*WHAT YOU SHOULD DO*:
All lines in the records that carry the string "CodebaseMetadata" are to be shown.

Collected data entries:

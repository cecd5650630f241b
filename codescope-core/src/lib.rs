//! CodeScope Core - Foundation crate for the code intelligence pipeline
//!
//! # Modules
//!
//! - [`config`] - Strongly-typed configuration with TOML and environment variable support
//! - [`domain`] - Codebases, repositories, analyses, findings and their state machines
//! - [`infrastructure`] - In-memory and PostgreSQL record stores
//! - [`logging`] - Structured logging with tracing
//!
//! Environment variables use the `CODESCOPE__` prefix with double underscore separators:
//!
//! ```bash
//! CODESCOPE__REVIEWER__MODEL=gpt-4o-mini
//! CODESCOPE__ANALYSIS__BATCH_SIZE=10
//! ```

pub mod config;
pub mod domain;
pub mod infrastructure;
pub mod logging;

pub use config::Config;
pub use logging::init_tracing;
use std::sync::Arc;

use async_trait::async_trait;
use chrono::{DateTime, Utc};
use sqlx::PgPool;
use sqlx::types::Json;
use tracing::instrument;
use uuid::Uuid;

use super::{db_error, parse_token};
use crate::domain::analysis::{
    Codebase, CodebaseId, CodebaseMetadata, CodebaseSettings, CodebaseStatus,
    ICodebaseRecordStore, StoreError,
};

#[derive(Debug, sqlx::FromRow)]
struct CodebaseRow {
    id: Uuid,
    name: String,
    status: String,
    metadata: Json<CodebaseMetadata>,
    settings: Json<CodebaseSettings>,
    created_at: DateTime<Utc>,
    updated_at: DateTime<Utc>,
}

impl CodebaseRow {
    fn into_codebase(self) -> Result<Codebase, StoreError> {
        Ok(Codebase {
            id: CodebaseId::from(self.id),
            status: parse_token("Codebase", self.id, &self.status)?,
            name: self.name,
            metadata: self.metadata.0,
            settings: self.settings.0,
            created_at: self.created_at,
            updated_at: self.updated_at,
        })
    }
}

/// SQLx implementation of the codebase record store
pub struct PostgresCodebaseStore {
    pool: Arc<PgPool>,
}

impl PostgresCodebaseStore {
    pub fn new(pool: Arc<PgPool>) -> Self {
        Self { pool }
    }
}

#[async_trait]
impl ICodebaseRecordStore for PostgresCodebaseStore {
    #[instrument(skip(self, codebase), fields(codebase_id = %codebase.id))]
    async fn create(&self, codebase: &Codebase) -> Result<(), StoreError> {
        sqlx::query(
            r#"
            INSERT INTO codebases (id, name, status, metadata, settings, created_at, updated_at)
            VALUES ($1, $2, $3, $4, $5, $6, $7)
            "#,
        )
        .bind(codebase.id.as_uuid())
        .bind(&codebase.name)
        .bind(codebase.status.as_str())
        .bind(Json(&codebase.metadata))
        .bind(Json(&codebase.settings))
        .bind(codebase.created_at)
        .bind(codebase.updated_at)
        .execute(&*self.pool)
        .await
        .map_err(db_error("creating codebase"))?;

        Ok(())
    }

    #[instrument(skip(self))]
    async fn find_by_id(&self, id: &CodebaseId) -> Result<Option<Codebase>, StoreError> {
        let row = sqlx::query_as::<_, CodebaseRow>(
            r#"
            SELECT id, name, status, metadata, settings, created_at, updated_at
            FROM codebases
            WHERE id = $1
            "#,
        )
        .bind(id.as_uuid())
        .fetch_optional(&*self.pool)
        .await
        .map_err(db_error("finding codebase"))?;

        row.map(CodebaseRow::into_codebase).transpose()
    }

    #[instrument(skip(self))]
    async fn update_status(
        &self,
        id: &CodebaseId,
        status: CodebaseStatus,
    ) -> Result<(), StoreError> {
        let result = sqlx::query(
            "UPDATE codebases SET status = $2, updated_at = NOW() WHERE id = $1",
        )
        .bind(id.as_uuid())
        .bind(status.as_str())
        .execute(&*self.pool)
        .await
        .map_err(db_error("updating codebase status"))?;

        if result.rows_affected() == 0 {
            return Err(StoreError::not_found("Codebase", id));
        }
        Ok(())
    }

    #[instrument(skip(self))]
    async fn claim(&self, id: &CodebaseId) -> Result<bool, StoreError> {
        let result = sqlx::query(
            r#"
            UPDATE codebases
            SET status = $2, updated_at = NOW()
            WHERE id = $1 AND status <> $2
            "#,
        )
        .bind(id.as_uuid())
        .bind(CodebaseStatus::Analyzing.as_str())
        .execute(&*self.pool)
        .await
        .map_err(db_error("claiming codebase"))?;

        if result.rows_affected() > 0 {
            return Ok(true);
        }

        let exists: Option<i32> = sqlx::query_scalar("SELECT 1 FROM codebases WHERE id = $1")
            .bind(id.as_uuid())
            .fetch_optional(&*self.pool)
            .await
            .map_err(db_error("reading codebase"))?;
        match exists {
            Some(_) => Ok(false),
            None => Err(StoreError::not_found("Codebase", id)),
        }
    }

    #[instrument(skip(self, metadata))]
    async fn update_metadata(
        &self,
        id: &CodebaseId,
        metadata: &CodebaseMetadata,
    ) -> Result<(), StoreError> {
        let result = sqlx::query(
            "UPDATE codebases SET metadata = $2, updated_at = NOW() WHERE id = $1",
        )
        .bind(id.as_uuid())
        .bind(Json(metadata))
        .execute(&*self.pool)
        .await
        .map_err(db_error("updating codebase metadata"))?;

        if result.rows_affected() == 0 {
            return Err(StoreError::not_found("Codebase", id));
        }
        Ok(())
    }
}
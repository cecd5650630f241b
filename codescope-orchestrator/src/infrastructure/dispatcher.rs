//! Background dispatch of queued analyses onto a bounded worker pool

use std::collections::HashSet;
use std::sync::Arc;
use std::time::Duration;

use tokio::sync::{Mutex, Semaphore};
use tokio::task::JoinHandle;
use tokio_util::sync::CancellationToken;
use tracing::{debug, error, info, warn};

use codescope_core::domain::analysis::{AnalysisId, IAnalysisRecordStore};

use crate::application::AnalysisOrchestrator;
use crate::domain::ProgressSink;

/// Runs analyses in the background, at most `max_concurrent_runs` at a time.
#[derive(Clone)]
pub struct AnalysisDispatcher {
    orchestrator: Arc<AnalysisOrchestrator>,
    analyses: Arc<dyn IAnalysisRecordStore>,
    progress: Arc<dyn ProgressSink>,
    semaphore: Arc<Semaphore>,
    concurrency: usize,
    in_flight: Arc<Mutex<HashSet<AnalysisId>>>,
}

impl AnalysisDispatcher {
    pub fn new(
        orchestrator: Arc<AnalysisOrchestrator>,
        analyses: Arc<dyn IAnalysisRecordStore>,
        progress: Arc<dyn ProgressSink>,
        max_concurrent_runs: usize,
    ) -> Self {
        let concurrency = max_concurrent_runs.max(1);
        Self {
            orchestrator,
            analyses,
            progress,
            semaphore: Arc::new(Semaphore::new(concurrency)),
            concurrency,
            in_flight: Arc::new(Mutex::new(HashSet::new())),
        }
    }

    /// Start `analysis_id` in the background once a worker slot frees up.
    ///
    /// Returns `None` when the analysis is already dispatched.
    pub async fn dispatch(&self, analysis_id: AnalysisId) -> Option<JoinHandle<()>> {
        if !self.in_flight.lock().await.insert(analysis_id) {
            debug!(analysis_id = %analysis_id, "Analysis already dispatched");
            return None;
        }

        let dispatcher = self.clone();
        Some(tokio::spawn(async move {
            match dispatcher.semaphore.clone().acquire_owned().await {
                Ok(_permit) => {
                    match dispatcher
                        .orchestrator
                        .run_analysis(analysis_id, dispatcher.progress.as_ref())
                        .await
                    {
                        Ok(status) => {
                            info!(analysis_id = %analysis_id, %status, "Analysis run finished")
                        }
                        Err(e) => {
                            warn!(analysis_id = %analysis_id, error = %e, "Analysis run failed")
                        }
                    }
                }
                Err(e) => {
                    error!(error = %e, "Failed to acquire concurrency permit for analysis run");
                }
            }
            dispatcher.in_flight.lock().await.remove(&analysis_id);
        }))
    }

    /// Settle analyses a previous worker left running.
    pub async fn recover_interrupted(&self) {
        match self.orchestrator.recover_interrupted().await {
            Ok(0) => debug!("No interrupted analyses to recover"),
            Ok(recovered) => info!(recovered, "Recovered interrupted analyses"),
            Err(e) => error!(error = %e, "Failed to recover interrupted analyses"),
        }
    }

    /// Poll the store for queued analyses and dispatch them until `shutdown` fires.
    ///
    /// Interrupted analyses are recovered once before the first poll.
    pub fn spawn_queue_poller(
        &self,
        poll_interval: Duration,
        shutdown: CancellationToken,
    ) -> JoinHandle<()> {
        let dispatcher = self.clone();
        tokio::spawn(async move {
            info!(
                concurrency = dispatcher.concurrency,
                interval_ms = poll_interval.as_millis() as u64,
                "Analysis queue poller started"
            );
            dispatcher.recover_interrupted().await;
            let mut ticker = tokio::time::interval(poll_interval);

            loop {
                tokio::select! {
                    _ = shutdown.cancelled() => break,
                    _ = ticker.tick() => dispatcher.poll_once().await,
                }
            }

            info!("Analysis queue poller stopped");
        })
    }

    /// Dispatch every queued analysis visible right now.
    pub async fn poll_once(&self) {
        match self.analyses.find_queued(self.concurrency * 2).await {
            Ok(queued) => {
                for analysis in queued {
                    self.dispatch(analysis.id).await;
                }
            }
            Err(e) => error!(error = %e, "Failed to list queued analyses"),
        }
    }

    /// Wait until every dispatched run has finished.
    pub async fn drain(&self) {
        let permits = u32::try_from(self.concurrency).unwrap_or(u32::MAX);
        match self.semaphore.acquire_many(permits).await {
            Ok(_all) => debug!("All analysis runs drained"),
            Err(e) => error!(error = %e, "Failed to drain analysis runs"),
        }
    }

    /// Analyses dispatched and not yet finished
    pub async fn in_flight(&self) -> usize {
        self.in_flight.lock().await.len()
    }
}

*ANSWER SECTION*:
    Codebase, CodebaseId, CodebaseMetadata, CodebaseSettings, CodebaseStatus,
    metadata: Json<CodebaseMetadata>,
        metadata: &CodebaseMetadata,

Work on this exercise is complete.